[AVAILABLE DATA]

impl SessionConfig {
    /// Build the open handshake for a conversation in `language`.
    pub fn open_request(&self, language: &str) -> OpenRequest {
        OpenRequest {
            model: self.model.clone(),
            system_instruction: format!(
                "{}\n\nYou are in VOICE MODE. Be concise. The user is speaking in {}. \
                 Respond in the same language.",
                self.persona, language
            ),
            response_modality: ResponseModality::Audio,
            output_transcription: self.output_transcription,
            voice: self.voice.clone(),
        }
    }
}

enum Command {
    Deactivate,
}

/// State readable from outside the session loop.
struct Shared {
    status: Mutex<SessionStatus>,
    transcript: Mutex<String>,
    close_reason: Mutex<Option<CloseReason>>,
    status_tx: broadcast::Sender<SessionStatusEvent>,
    transcript_tx: broadcast::Sender<TranscriptEvent>,
    closed_tx: broadcast::Sender<SessionClosedEvent>,
    seq: AtomicU64,
    diagnostics: Arc<SessionDiagnostics>,
}

impl Shared {
    fn set_status(&self, status: SessionStatus, detail: Option<String>) {
        {
            let mut current = self.status.lock();
            if *current == status && detail.is_none() {
                return;
            }
            *current = status;
        }
        info!(%status, "session status");
        let _ = self.status_tx.send(SessionStatusEvent { status, detail });
    }

    fn status(&self) -> SessionStatus {
        *self.status.lock()
    }

    fn publish_transcript(&self, text: &str) {
        *self.transcript.lock() = text.to_string();
        let seq = self.seq.fetch_add(1, Ordering::Relaxed);
        let _ = self.transcript_tx.send(TranscriptEvent {
            seq,
            text: text.to_string(),
        });
    }

    /// Record the terminal state. Only the first call publishes.
    fn mark_closed(&self, reason: CloseReason) {
        {
            let mut slot = self.close_reason.lock();
            if slot.is_some() {
                return;
            }
            *slot = Some(reason.clone());
        }
        self.transcript.lock().clear();
        self.set_status(SessionStatus::Idle, reason.detail().map(str::to_string));
        if reason.is_error() {
            warn!(?reason, "voice session closed");
        } else {
            info!("voice session closed");
        }
        let _ = self.closed_tx.send(SessionClosedEvent { reason });
    }
}

/// The voice session handle.
///
/// `VoiceSession` is `Send + Sync`. Exactly two commands change it:
/// [`activate`](Self::activate) and [`deactivate`](Self::deactivate).
pub struct VoiceSession {
    config: SessionConfig,
    connector: Arc<dyn Connector>,
    devices: Mutex<Option<AudioDevices>>,
    commands: Mutex<Option<mpsc::UnboundedSender<Command>>>,
    task: Mutex<Option<JoinHandle<()>>>,
    shared: Arc<Shared>,
}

[/AVAILABLE DATA]

DIRECTIONS FOR THIS TASK:
Make a list of all lines in the data that contain "info".

SOLUTION FOR THIS EXERCISE:
        info!(%status, "session status");
            info!("voice session closed");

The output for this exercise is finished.